On May 30, 2024, Mettler-Toledo International Inc. (the “Company”) and certain of its subsidiaries (together with the Company, the “Borrowers”), entered into Amendment No. 7 (the “Amendment”), which amended the credit agreement among the Company, certain of its subsidiaries and certain financial institutions, dated as of December 20, 2011 (as previously amended by that certain Amendment No. 1 to Credit Agreement dated as of November 26, 2013, that certain Amendment No. 2 to Credit Agreement dated as of April 24, 2015, that certain Amendment No. 3 to Credit Agreement dated as of December 17, 2015, that certain Amendment No. 4 to Credit Agreement dated as of June 15, 2018, that certain Amendment No. 5 to Credit Agreement dated as of June 25, 2021 and that certain Amendment No. 6 to Credit Agreement dated as of May 17, 2023, the “Credit Agreement” and as amended by the Amendment, the “Amended Credit Agreement”) by and among the Borrowers, JPMorgan Chase Bank, N.A., as administrative agent, and the lenders party thereto. The Amended Credit Agreement is described in Item 2.03 hereof.
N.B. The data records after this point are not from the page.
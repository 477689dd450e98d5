use super::ui;
use crate::core::salary::{
    CONSTITUTIONAL_CEILING, CareerData, CareerSort, Category, SERVANTS_ABOVE_CEILING,
    SUPERSALARY_ANNUAL_COST, career_by_id, careers_listing, social_costs,
};
use anyhow::{Result, anyhow};
use comfy_table::{Cell, CellAlignment, Color};

pub fn display_as_table(careers: &[&CareerData]) -> String {
    let mut table = ui::new_styled_table();
    table.set_header(vec![
        ui::header_cell("Career"),
        ui::header_cell("Category"),
        ui::header_cell("Base (BRL)"),
        ui::header_cell("Real (BRL)"),
        ui::header_cell("Allowances (BRL)"),
        ui::header_cell("x Ceiling"),
        ui::header_cell("Hours/week"),
        ui::header_cell("Risk"),
    ]);

    for career in careers {
        let multiple = Cell::new(format!("{}x", career.ceiling_multiple()))
            .set_alignment(CellAlignment::Right);
        let multiple = if career.exceeds_ceiling() {
            multiple.fg(Color::Red)
        } else {
            multiple
        };

        table.add_row(vec![
            Cell::new(career.name),
            Cell::new(career.category.to_string()),
            ui::amount_cell(career.salary_base),
            ui::amount_cell(career.salary_real),
            ui::amount_cell(career.allowances),
            multiple,
            Cell::new(career.weekly_hours).set_alignment(CellAlignment::Right),
            Cell::new(career.risk_level.to_string()),
        ]);
    }

    let mut output = format!(
        "{}\n\n",
        ui::style_text("Public careers", ui::StyleType::Title)
    );
    output.push_str(&table.to_string());
    output.push_str(&format!(
        "\n\n{}: {}",
        ui::style_text("Constitutional ceiling (BRL)", ui::StyleType::TotalLabel),
        ui::style_text(
            &ui::format_amount(CONSTITUTIONAL_CEILING),
            ui::StyleType::TotalValue
        )
    ));
    output
}

pub fn display_social_costs() -> String {
    let mut output = format!(
        "{} {} servants above the ceiling cost BRL {} a year. That would pay for:\n",
        ui::style_text("The cost of inequality:", ui::StyleType::TotalLabel),
        SERVANTS_ABOVE_CEILING,
        ui::format_amount(SUPERSALARY_ANNUAL_COST)
    );
    for cost in social_costs() {
        output.push_str(&format!(
            "\n  {} {}",
            ui::style_text(&cost.total_possible().to_string(), ui::StyleType::TotalValue),
            cost.label
        ));
    }
    output
}

/// Pay slip breakdown of one career against the ceiling.
pub fn display_detail(career: &CareerData) -> String {
    let mut table = ui::new_styled_table();
    table.set_header(vec![ui::header_cell("Item"), ui::header_cell("BRL")]);
    table.add_row(vec![Cell::new("Base salary"), ui::amount_cell(career.salary_base)]);
    table.add_row(vec![Cell::new("Allowances"), ui::amount_cell(career.allowances)]);
    table.add_row(vec![Cell::new("Real salary"), ui::amount_cell(career.salary_real)]);
    table.add_row(vec![Cell::new("Maximum"), ui::amount_cell(career.salary_max)]);
    table.add_row(vec![
        Cell::new("Constitutional ceiling"),
        ui::amount_cell(CONSTITUTIONAL_CEILING),
    ]);
    table.add_row(vec![
        Cell::new("Above the ceiling"),
        ui::amount_cell(career.amount_above_ceiling()).fg(if career.exceeds_ceiling() {
            Color::Red
        } else {
            Color::Green
        }),
    ]);

    let mut output = format!(
        "{} ({})

",
        ui::style_text(career.name, ui::StyleType::Title),
        career.category
    );
    output.push_str(&table.to_string());
    if career.exceeds_ceiling() {
        output.push_str(&format!(
            "

{}: {}%",
            ui::style_text("Above the ceiling by", ui::StyleType::TotalLabel),
            ui::style_text(
                &career.percent_above_ceiling().to_string(),
                ui::StyleType::TotalValue
            )
        ));
    }
    output.push_str(&format!(
        "

{}",
        ui::style_text(
            &format!(
                "{}. {} h/week, {} risk. Source: {} ({})",
                career.education,
                career.weekly_hours,
                career.risk_level,
                career.source,
                career.source_url
            ),
            ui::StyleType::Subtle
        )
    ));
    output
}

/// Side-by-side view of two careers.
pub fn display_comparison(first: &CareerData, second: &CareerData) -> String {
    let mut table = ui::new_styled_table();
    table.set_header(vec![
        ui::header_cell(""),
        ui::header_cell(first.name),
        ui::header_cell(second.name),
    ]);
    let amounts = [
        ("Base (BRL)", first.salary_base, second.salary_base),
        ("Allowances (BRL)", first.allowances, second.allowances),
        ("Real (BRL)", first.salary_real, second.salary_real),
        ("Maximum (BRL)", first.salary_max, second.salary_max),
        (
            "Above ceiling (BRL)",
            first.amount_above_ceiling(),
            second.amount_above_ceiling(),
        ),
    ];
    for (label, a, b) in amounts {
        table.add_row(vec![Cell::new(label), ui::amount_cell(a), ui::amount_cell(b)]);
    }
    table.add_row(vec![
        Cell::new("Hours/week"),
        Cell::new(first.weekly_hours).set_alignment(CellAlignment::Right),
        Cell::new(second.weekly_hours).set_alignment(CellAlignment::Right),
    ]);
    table.add_row(vec![
        Cell::new("Risk"),
        Cell::new(first.risk_level.to_string()),
        Cell::new(second.risk_level.to_string()),
    ]);
    table.add_row(vec![
        Cell::new("Education"),
        Cell::new(first.education),
        Cell::new(second.education),
    ]);

    let mut output = format!(
        "{}

",
        ui::style_text(
            &format!("{} vs {}", first.name, second.name),
            ui::StyleType::Title
        )
    );
    output.push_str(&table.to_string());
    output.push_str(&format!(
        "

{} earns {}x what {} earns",
        first.name,
        ui::style_text(
            &first.pay_ratio(second).to_string(),
            ui::StyleType::TotalValue
        ),
        second.name
    ));
    output
}

fn find_career(id: &str) -> Result<&'static CareerData> {
    career_by_id(id).ok_or_else(|| anyhow!("Career not found: {}", id))
}

pub fn run(sort: CareerSort, category: Option<Category>) -> Result<()> {
    println!("{}", display_as_table(&careers_listing(sort, category)));
    ui::print_separator();
    println!("{}", display_social_costs());
    Ok(())
}

pub fn run_detail(id: &str) -> Result<()> {
    println!("{}", display_detail(find_career(id)?));
    Ok(())
}

pub fn run_comparison(first: &str, second: &str) -> Result<()> {
    let first = find_career(first)?;
    let second = find_career(second)?;
    println!("{}", display_comparison(first, second));
    Ok(())
}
Item 2.03. Creation of a Direct Financial Obligation or an Obligation under an Off-Balance Sheet Arrangement of a Registrant.
The Amended Credit Agreement is a revolving credit facility. One existing subsidiary of the Company was removed as a Revolving Borrower and a Swingline Borrower under the Amended Credit Agreement.
The material terms of the Amended Credit Agreement are substantially similar to the terms of the Credit Agreement, except with respect to maturity and maximum facility size. The principal amount committed under the Credit Agreement of $1,250,000,000 has been increased under the Amended Credit Agreement to $1,350,000,000.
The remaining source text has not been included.